Today Twitter announced that it purchased Backtype, a tiny company doing Big Data. The website says the company does “social media analytics” which is pretty much saying “Oprah sits on a couch.”
It’s the buzzy-est of buzz words, but if you dig into this you find that the company doing things that everybody wants. Like analyzing hits per link.
When a content creator shares their work the Backtype-created Storm product steps in. Giving you a realtime conversational graph, ability to search comments, and an influence score.
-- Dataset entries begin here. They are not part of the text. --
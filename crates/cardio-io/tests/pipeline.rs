use std::fs;
use std::path::{Path, PathBuf};

use cardio_io::{
    ArtifactWriter, IMPORTANCES_FILE, IoError, METRICS_FILE, MODEL_FILE, Params, ProcessedReader,
    ProcessedWriter, RawTableReader, X_TEST, X_TRAIN, Y_TEST, Y_TRAIN,
};
use cardio_prep::{DERIVED_COLUMNS, Schema};
use cardio_rf::RandomForest;
use tempfile::TempDir;

const PARAMS: &str = "\
preprocess:
  test_size: 0.2
  random_state: 42
train:
  n_estimators: 25
  max_depth: 6
  random_state: 7
";

fn fixture(name: &str) -> PathBuf {
    Path::new(env!("CARGO_MANIFEST_DIR"))
        .join("tests/fixtures")
        .join(name)
}

fn write_params(dir: &Path, yaml: &str) -> PathBuf {
    let path = dir.join("params.yaml");
    fs::write(&path, yaml).unwrap();
    path
}

/// Run both stages into `root` and return the three artifact directories.
fn run_pipeline(root: &Path) -> (PathBuf, PathBuf, PathBuf) {
    let params = Params::from_path(&write_params(root, PARAMS)).unwrap();
    let processed = root.join("data/processed");
    let models = root.join("models");
    let metrics = root.join("metrics");

    let schema = Schema::heart();
    let target = schema.target().to_string();
    let table = RawTableReader::new(&fixture("heart_small.csv"), schema)
        .read()
        .unwrap();
    let prepared = params.preprocess_config().unwrap().fit(table).unwrap();
    ProcessedWriter::new(&processed)
        .unwrap()
        .write(&prepared, &target)
        .unwrap();

    let data = ProcessedReader::new(&processed).read().unwrap();
    let result = params
        .forest_config()
        .unwrap()
        .fit(&data.train_x, &data.train_y, &data.feature_names)
        .unwrap();
    let report = result.forest().evaluate(&data.test_x, &data.test_y).unwrap();

    let writer = ArtifactWriter::new(&models, &metrics).unwrap();
    writer.write_model(result.forest()).unwrap();
    writer
        .write_importances(result.forest().n_trees(), result.importances())
        .unwrap();
    writer.write_metrics(&report).unwrap();
    (processed, models, metrics)
}

#[test]
fn end_to_end_writes_every_artifact() {
    let dir = TempDir::new().unwrap();
    let (processed, models, metrics) = run_pipeline(dir.path());

    for file in [X_TRAIN, X_TEST, Y_TRAIN, Y_TEST] {
        assert!(processed.join(file).is_file(), "{file} missing");
    }
    assert!(models.join(MODEL_FILE).is_file());
    assert!(models.join(IMPORTANCES_FILE).is_file());

    let header = fs::read_to_string(processed.join(X_TRAIN)).unwrap();
    let header = header.lines().next().unwrap();
    let names: Vec<&str> = header.split(',').collect();
    assert_eq!(names.len(), 13 + DERIVED_COLUMNS.len());
    assert!(!names.contains(&"output"));
    assert!(names.contains(&"age_group"));

    let y_header = fs::read_to_string(processed.join(Y_TEST)).unwrap();
    assert_eq!(y_header.lines().next(), Some("output"));

    let value: serde_json::Value =
        serde_json::from_str(&fs::read_to_string(metrics.join(METRICS_FILE)).unwrap()).unwrap();
    let obj = value.as_object().unwrap();
    let mut keys: Vec<&str> = obj.keys().map(String::as_str).collect();
    keys.sort_unstable();
    assert_eq!(keys, ["accuracy", "f1", "precision", "recall", "roc_auc"]);
    for (key, v) in obj {
        let v = v.as_f64().unwrap();
        assert!((0.0..=1.0).contains(&v), "{key} = {v}");
    }

    let importances: serde_json::Value =
        serde_json::from_str(&fs::read_to_string(models.join(IMPORTANCES_FILE)).unwrap()).unwrap();
    assert_eq!(importances["n_trees"], 25);
    let features = importances["features"].as_array().unwrap();
    assert_eq!(features.len(), names.len());
    assert_eq!(features[0]["rank"], 1);
    let total: f64 = features.iter().map(|f| f["importance"].as_f64().unwrap()).sum();
    assert!((total - 1.0).abs() < 1e-9);
}

#[test]
fn processed_files_hold_a_stratified_split() {
    let dir = TempDir::new().unwrap();
    let (processed, _, _) = run_pipeline(dir.path());
    let data = ProcessedReader::new(&processed).read().unwrap();

    let n = data.train_y.len() + data.test_y.len();
    // One duplicate and at least one cholesterol outlier are gone.
    assert!(n <= 89, "{n} rows survived cleaning");
    let expected_test = (n as f64 * 0.2).round() as usize;
    assert!(data.test_y.len().abs_diff(expected_test) <= 1);
    assert!(data.test_y.contains(&0) && data.test_y.contains(&1));

    // Scaled on the train half: each train column has mean near zero.
    for col in 0..data.feature_names.len() {
        let mean = data.train_x.iter().map(|r| r[col]).sum::<f64>() / data.train_x.len() as f64;
        assert!(mean.abs() < 1e-9, "column {col} mean {mean}");
    }
}

#[test]
fn two_runs_are_byte_identical() {
    let first = TempDir::new().unwrap();
    let second = TempDir::new().unwrap();
    let a = run_pipeline(first.path());
    let b = run_pipeline(second.path());

    let pairs = [
        (a.0.join(X_TRAIN), b.0.join(X_TRAIN)),
        (a.0.join(X_TEST), b.0.join(X_TEST)),
        (a.0.join(Y_TRAIN), b.0.join(Y_TRAIN)),
        (a.0.join(Y_TEST), b.0.join(Y_TEST)),
        (a.1.join(MODEL_FILE), b.1.join(MODEL_FILE)),
        (a.1.join(IMPORTANCES_FILE), b.1.join(IMPORTANCES_FILE)),
        (a.2.join(METRICS_FILE), b.2.join(METRICS_FILE)),
    ];
    for (left, right) in pairs {
        assert_eq!(
            fs::read(&left).unwrap(),
            fs::read(&right).unwrap(),
            "{} differs between runs",
            left.display()
        );
    }
}

#[test]
fn saved_model_scores_like_the_trained_one() {
    let dir = TempDir::new().unwrap();
    let (processed, models, metrics) = run_pipeline(dir.path());
    let data = ProcessedReader::new(&processed).read().unwrap();

    let forest = RandomForest::load(models.join(MODEL_FILE)).unwrap();
    assert_eq!(forest.feature_names(), data.feature_names.as_slice());
    let report = forest.evaluate(&data.test_x, &data.test_y).unwrap();

    let written: cardio_rf::MetricsReport =
        serde_json::from_str(&fs::read_to_string(metrics.join(METRICS_FILE)).unwrap()).unwrap();
    assert_eq!(report, written);
}

#[test]
fn missing_column_fixture_is_rejected() {
    let err = RawTableReader::new(&fixture("missing_thall.csv"), Schema::heart())
        .read()
        .unwrap_err();
    assert!(matches!(err, IoError::MissingColumn { ref column, .. } if column == "thall"));
}

#[test]
fn bad_label_fixture_is_rejected() {
    let err = RawTableReader::new(&fixture("bad_label.csv"), Schema::heart())
        .read()
        .unwrap_err();
    assert!(matches!(err, IoError::InvalidLabel { row_index: 1, ref raw, .. } if raw == "yes"));
}

#[test]
fn params_file_errors() {
    let dir = TempDir::new().unwrap();

    let err = Params::from_path(&dir.path().join("absent.yaml")).unwrap_err();
    assert!(matches!(err, IoError::ReadParams { .. }));

    let path = write_params(dir.path(), "preprocess: [1, 2\n");
    assert!(matches!(Params::from_path(&path), Err(IoError::ParseParams { .. })));

    let path = write_params(dir.path(), &PARAMS.replace("test_size: 0.2", "test_size: 1.5"));
    let err = Params::from_path(&path).unwrap_err();
    assert!(matches!(err, IoError::InvalidParam { key: "preprocess.test_size", .. }));
}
Add to that comparison shopping through analysis of top sites and trending links.
But you may be asking, can’t I already do this?
Yes, you can, if you want it 24 hours later.
Stats on the web fall into two categories, instant low tech stats and delayed high tech stats. The market is saturated with the latter (delayed high tech stats) because the core innovations already exist. The reason is complicated but it boils down to the fact that today’s top hardware was built for the pre-Twitter/Facebook world.
To build for realtime processing requires a whole new set of operators where speed, size, and queries go supernova. To give you an example of this, see Backtype’s stats:
- 100-200 machines (operating as one)
- 100 million messages
- 300 queries/second
This is the world that Twitter lives in, millions of messages/second. If you remember the early days of Twitter with all the downtime and Fail Whale messages, that was due to the technological limitations of the time.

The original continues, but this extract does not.